◆ Your task:
Take the lines from the beginning of the data below through the line holding "use std::sync::Arc;" and return exactly those.

(Saved entries)
○ ○ ○ ○ ○ ○ ○

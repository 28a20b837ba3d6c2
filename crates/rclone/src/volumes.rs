use crate::{
  context::Context,
  error::{Error, Result},
  locks::{KeyedLockRegistry, LockGuard},
  metadata::MetadataStore,
  rc::Transport,
  volume::Volume,
};
use std::sync::Arc;
use tracing::{debug, info, instrument};

/// Outcome of [VolumeOrchestrator::create].
#[derive(Debug, Clone, PartialEq, Eq)]
pub enum Created {
  /// The volume was provisioned by this call.
  New(Volume),
  /// A compatible volume was already present.
  Existing(Volume),
}

impl Created {
  pub fn volume(&self) -> &Volume {
    match self {
      Created::New(v) | Created::Existing(v) => v,
    }
  }
}

/// Create, delete and expand volumes. Each runs as one critical section
/// under the volume id's lock.
pub struct VolumeOrchestrator<T: Transport> {
  store: MetadataStore<T>,
  locks: Arc<KeyedLockRegistry>,
}

impl<T: Transport> VolumeOrchestrator<T> {
  pub fn new(store: MetadataStore<T>, locks: Arc<KeyedLockRegistry>) -> Self {
    VolumeOrchestrator { store, locks }
  }

  fn lock(&self, id: &str) -> Result<LockGuard> {
    self
      .locks
      .try_acquire(id)
      .ok_or_else(|| Error::OperationInProgress(id.to_owned()))
  }

  /// Whether metadata for `id` exists.
  pub async fn exists(&self, ctx: &Context, id: &str) -> Result<bool> {
    self.store.exists(ctx, id).await
  }

  /// Provision the volume for `name`, or return the existing one when its
  /// stored metadata is compatible.
  #[instrument(skip(self, ctx))]
  pub async fn create(&self, ctx: &Context, name: &str, capacity: u64) -> Result<Created> {
    let requested = Volume::new(self.store.remote(), name, capacity);
    let _guard = self.lock(requested.id())?;

    if let Some(existing) = self.store.read(ctx, requested.id()).await? {
      if let Some(conflict) = existing.conflict_with(&requested) {
        return Err(Error::conflict(requested.id(), conflict));
      }

      debug!(id = %existing.id(), "Volume already exists");
      return Ok(Created::Existing(existing));
    }

    self.store.write(ctx, &requested).await?;
    info!(id = %requested.id(), "Volume created");
    Ok(Created::New(requested))
  }

  /// Remove the volume and all of its data. Deleting an absent volume
  /// succeeds.
  #[instrument(skip(self, ctx))]
  pub async fn delete(&self, ctx: &Context, id: &str) -> Result<()> {
    let _guard = self.lock(id)?;

    if !self.store.exists(ctx, id).await? {
      debug!("Volume already gone");
      return Ok(());
    }

    self.store.purge(ctx, id).await?;
    info!("Volume deleted");
    Ok(())
  }

  /// Rewrite the stored capacity of `id`, returning the new capacity.
  #[instrument(skip(self, ctx))]
  pub async fn expand(&self, ctx: &Context, id: &str, capacity: u64) -> Result<u64> {
    let _guard = self.lock(id)?;

    let mut volume = self
      .store
      .read(ctx, id)
      .await?
      .ok_or_else(|| Error::NotFound(format!("volume {}", id)))?;

    volume.set_capacity(capacity);
    self.store.write(ctx, &volume).await?;
    info!(capacity, "Volume expanded");
    Ok(capacity)
  }
}
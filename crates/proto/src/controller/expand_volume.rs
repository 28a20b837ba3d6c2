use super::{CapacityRange, VolumeCapability};
use crate::{proto, secrets::Secrets, volume::capacity_range};
use std::{
  collections::HashMap,
  convert::{TryFrom, TryInto},
};
use thiserror::Error;

#[derive(Debug)]
pub struct ControllerExpandVolumeRequest {
  volume_id: String,
  capacity_range: CapacityRange,
  secrets: Secrets,
  volume_capability: Option<VolumeCapability>,
}

impl ControllerExpandVolumeRequest {
  /// The ID of the volume to expand. This field is REQUIRED.
  #[inline]
  pub fn volume_id(&self) -> &str {
    &self.volume_id
  }

  /// This allows CO to specify the capacity requirements of the volume
  /// after expansion. This field is REQUIRED.
  #[inline]
  pub fn capacity_range(&self) -> CapacityRange {
    self.capacity_range
  }

  /// Secrets required by the plugin for expanding the volume.
  /// This field is OPTIONAL.
  #[inline]
  pub fn secrets(&self) -> &HashMap<String, String> {
    self.secrets.as_ref()
  }

  /// Volume capability describing how the CO intends to use this volume.
  /// This is an OPTIONAL field.
  #[inline]
  pub fn volume_capability(&self) -> Option<&VolumeCapability> {
    self.volume_capability.as_ref()
  }
}

impl TryFrom<proto::ControllerExpandVolumeRequest> for ControllerExpandVolumeRequest {
  type Error = tonic::Status;

  fn try_from(value: proto::ControllerExpandVolumeRequest) -> Result<Self, Self::Error> {
    let volume_id = match value.volume_id {
      v if v.is_empty() => {
        return Err(tonic::Status::invalid_argument(
          "ControllerExpandVolumeRequest.volume_id is empty",
        ))
      }
      v => v,
    };

    let capacity_range = match capacity_range(value.capacity_range)? {
      None => {
        return Err(tonic::Status::invalid_argument(
          "ControllerExpandVolumeRequest.capacity_range missing",
        ))
      }
      Some(v) => v,
    };

    let secrets = value.secrets.into();
    let volume_capability = value.volume_capability.map(TryInto::try_into).transpose()?;

    Ok(ControllerExpandVolumeRequest {
      volume_id,
      capacity_range,
      secrets,
      volume_capability,
    })
  }
}

#[derive(Debug)]
pub struct ControllerExpandVolumeResponse {
  /// Capacity of volume after expansion.
  capacity_bytes: u64,
  /// Whether node expansion is required for the volume. When true
  /// the CO MUST make NodeExpandVolume RPC call on the node.
  node_expansion_required: bool,
}

impl ControllerExpandVolumeResponse {
  pub fn new(capacity_bytes: u64, node_expansion_required: bool) -> Self {
    ControllerExpandVolumeResponse {
      capacity_bytes,
      node_expansion_required,
    }
  }

  #[inline]
  pub fn capacity_bytes(&self) -> u64 {
    self.capacity_bytes
  }

  #[inline]
  pub fn node_expansion_required(&self) -> bool {
    self.node_expansion_required
  }
}

impl TryFrom<ControllerExpandVolumeResponse> for proto::ControllerExpandVolumeResponse {
  type Error = tonic::Status;

  fn try_from(value: ControllerExpandVolumeResponse) -> Result<Self, Self::Error> {
    let capacity_bytes = i64::try_from(value.capacity_bytes).map_err(|_| {
      tonic::Status::out_of_range("ControllerExpandVolumeResponse.capacity_bytes overflows int64")
    })?;

    Ok(proto::ControllerExpandVolumeResponse {
      capacity_bytes,
      node_expansion_required: value.node_expansion_required,
    })
  }
}

#[non_exhaustive]
#[derive(Debug, Error)]
pub enum ControllerExpandVolumeError {
  /// Indicates that CO has specified capabilities not supported by the volume.
  #[error("Exceeds capabilities: {0}")]
  ExceedsCapabilities(String),

  /// Indicates that a volume corresponding to the specified volume_id does not exist.
  #[error("Volume does not exist: {0}")]
  VolumeNotFound(String),

  /// Indicates that the volume corresponding to the specified `volume_id` could not
  /// be expanded because it is currently published on a node but the plugin does not
  /// have ONLINE expansion capability.
  #[error("Volume in use: {0}")]
  VolumeInUse(String),

  /// Indicates that the capacity range is not allowed by the Plugin.
  #[error("Unsupported 'capacity_range': {0}")]
  UnsupportedCapacityRange(String),

  #[error(transparent)]
  #[doc(hidden)]
  Other(#[from] tonic::Status),
}

impl From<ControllerExpandVolumeError> for tonic::Status {
  fn from(value: ControllerExpandVolumeError) -> Self {
    use tonic::{Code, Status};

    match value {
      ControllerExpandVolumeError::ExceedsCapabilities(v) => Status::new(Code::InvalidArgument, v),
      ControllerExpandVolumeError::VolumeNotFound(v) => Status::new(Code::NotFound, v),
      ControllerExpandVolumeError::VolumeInUse(v) => Status::new(Code::FailedPrecondition, v),
      ControllerExpandVolumeError::UnsupportedCapacityRange(v) => Status::new(Code::OutOfRange, v),
      ControllerExpandVolumeError::Other(v) => v,
    }
  }
}

#[cfg(test)]
mod tests {
  use super::*;

  #[test]
  fn capacity_range_is_required() {
    let err = ControllerExpandVolumeRequest::try_from(proto::ControllerExpandVolumeRequest {
      volume_id: "vol".into(),
      capacity_range: Some(proto::CapacityRange::default()),
      ..Default::default()
    })
    .unwrap_err();
    assert_eq!(err.code(), tonic::Code::InvalidArgument);
  }

  #[test]
  fn required_bytes_are_exposed() {
    let request = ControllerExpandVolumeRequest::try_from(proto::ControllerExpandVolumeRequest {
      volume_id: "vol".into(),
      capacity_range: Some(proto::CapacityRange {
        required_bytes: 4096,
        limit_bytes: 0,
      }),
      ..Default::default()
    })
    .unwrap();
    assert_eq!(request.volume_id(), "vol");
    assert_eq!(request.capacity_range().required_bytes(), Some(4096));
  }
}
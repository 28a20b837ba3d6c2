use super::{CapacityRange, VolumeCapability, VolumeContentSource};
use crate::{
  proto,
  secrets::Secrets,
  volume::{capacity_range, volume_capabilities},
};
use std::{
  collections::HashMap,
  convert::{TryFrom, TryInto},
};
use thiserror::Error;

#[derive(Debug)]
pub struct CreateVolumeRequest {
  name: String,
  capacity_range: Option<CapacityRange>,
  volume_capabilities: Vec<VolumeCapability>,
  parameters: HashMap<String, String>,
  secrets: Secrets,
  volume_content_source: Option<VolumeContentSource>,
}

impl CreateVolumeRequest {
  /// The suggested name for the storage space. This field is REQUIRED.
  /// It serves two purposes:
  /// 1) Idempotency - This name is generated by the CO to achieve
  ///    idempotency. The Plugin SHOULD ensure that multiple
  ///    `CreateVolume` calls for the same name do not result in more
  ///    than one piece of storage provisioned corresponding to that
  ///    name.
  /// 2) Suggested name - Some storage systems allow callers to specify
  ///    an identifier by which to refer to the newly provisioned
  ///    storage. If a storage system supports this, it can optionally
  ///    use this name as the identifier for the new volume.
  #[inline]
  pub fn name(&self) -> &str {
    &self.name
  }

  /// This field is OPTIONAL. This allows the CO to specify the capacity
  /// requirement of the volume to be provisioned.
  #[inline]
  pub fn capacity_range(&self) -> Option<CapacityRange> {
    self.capacity_range
  }

  /// The capabilities that the provisioned volume MUST have. This field
  /// is REQUIRED, and never empty.
  #[inline]
  pub fn volume_capabilities(&self) -> &[VolumeCapability] {
    &self.volume_capabilities
  }

  /// Plugin specific parameters passed in as opaque key-value pairs.
  /// This field is OPTIONAL.
  #[inline]
  pub fn parameters(&self) -> &HashMap<String, String> {
    &self.parameters
  }

  #[inline]
  pub fn secrets(&self) -> &HashMap<String, String> {
    self.secrets.as_ref()
  }

  /// If specified, the new volume will be pre-populated with data from
  /// this source. This field is OPTIONAL.
  #[inline]
  pub fn volume_content_source(&self) -> Option<&VolumeContentSource> {
    self.volume_content_source.as_ref()
  }
}

impl TryFrom<proto::CreateVolumeRequest> for CreateVolumeRequest {
  type Error = tonic::Status;

  fn try_from(value: proto::CreateVolumeRequest) -> Result<Self, Self::Error> {
    let name = match value.name {
      v if v.is_empty() => {
        return Err(tonic::Status::invalid_argument(
          "CreateVolumeRequest.name is empty",
        ))
      }
      v => v,
    };

    let capacity_range = capacity_range(value.capacity_range)?;
    let volume_capabilities = volume_capabilities(
      "CreateVolumeRequest.volume_capabilities",
      value.volume_capabilities,
    )?;

    let volume_content_source = match value.volume_content_source {
      None => None,
      Some(v) => v.try_into()?,
    };

    Ok(CreateVolumeRequest {
      name,
      capacity_range,
      volume_capabilities,
      parameters: value.parameters,
      secrets: value.secrets.into(),
      volume_content_source,
    })
  }
}

#[non_exhaustive]
#[derive(Debug, Error)]
pub enum CreateVolumeError {
  /// Indicates that a volume corresponding to the specified volume `name` already
  /// exists but is incompatible with the specified `capacity_range`,
  /// `volume_capabilities` or `parameters`.
  #[error("Volume already exists but is incompatible: {0}")]
  IncompatibleVolumeExists(String),

  /// Indicates that the specified volume source is not supported, or could not be found.
  #[error("Unsupported volume source: {0}")]
  UnsupportedVolumeSource(String),

  /// Indicates that the capacity range is not allowed by the Plugin.
  #[error("Unsupported capacity_range: {0}")]
  UnsupportedCapacityRange(String),

  #[error(transparent)]
  #[doc(hidden)]
  Other(#[from] tonic::Status),
}

impl From<CreateVolumeError> for tonic::Status {
  fn from(value: CreateVolumeError) -> Self {
    use tonic::{Code, Status};

    match value {
      CreateVolumeError::Other(v) => v,
      value => {
        let code = match &value {
          CreateVolumeError::IncompatibleVolumeExists(_) => Code::AlreadyExists,
          CreateVolumeError::UnsupportedVolumeSource(_) => Code::InvalidArgument,
          CreateVolumeError::UnsupportedCapacityRange(_) => Code::OutOfRange,
          CreateVolumeError::Other(_) => Code::Unknown,
        };

        Status::new(code, value.to_string())
      }
    }
  }
}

○ ○ ○ ○ ○ ○ ○

◆ Solution to the exercise:
repository 28a20b837ba3d6c2
filename crates/rclone/src/volumes.rs
use crate::{
  context::Context,
  error::{Error, Result},
  locks::{KeyedLockRegistry, LockGuard},
  metadata::MetadataStore,
  rc::Transport,
  volume::Volume,
};
use std::sync::Arc;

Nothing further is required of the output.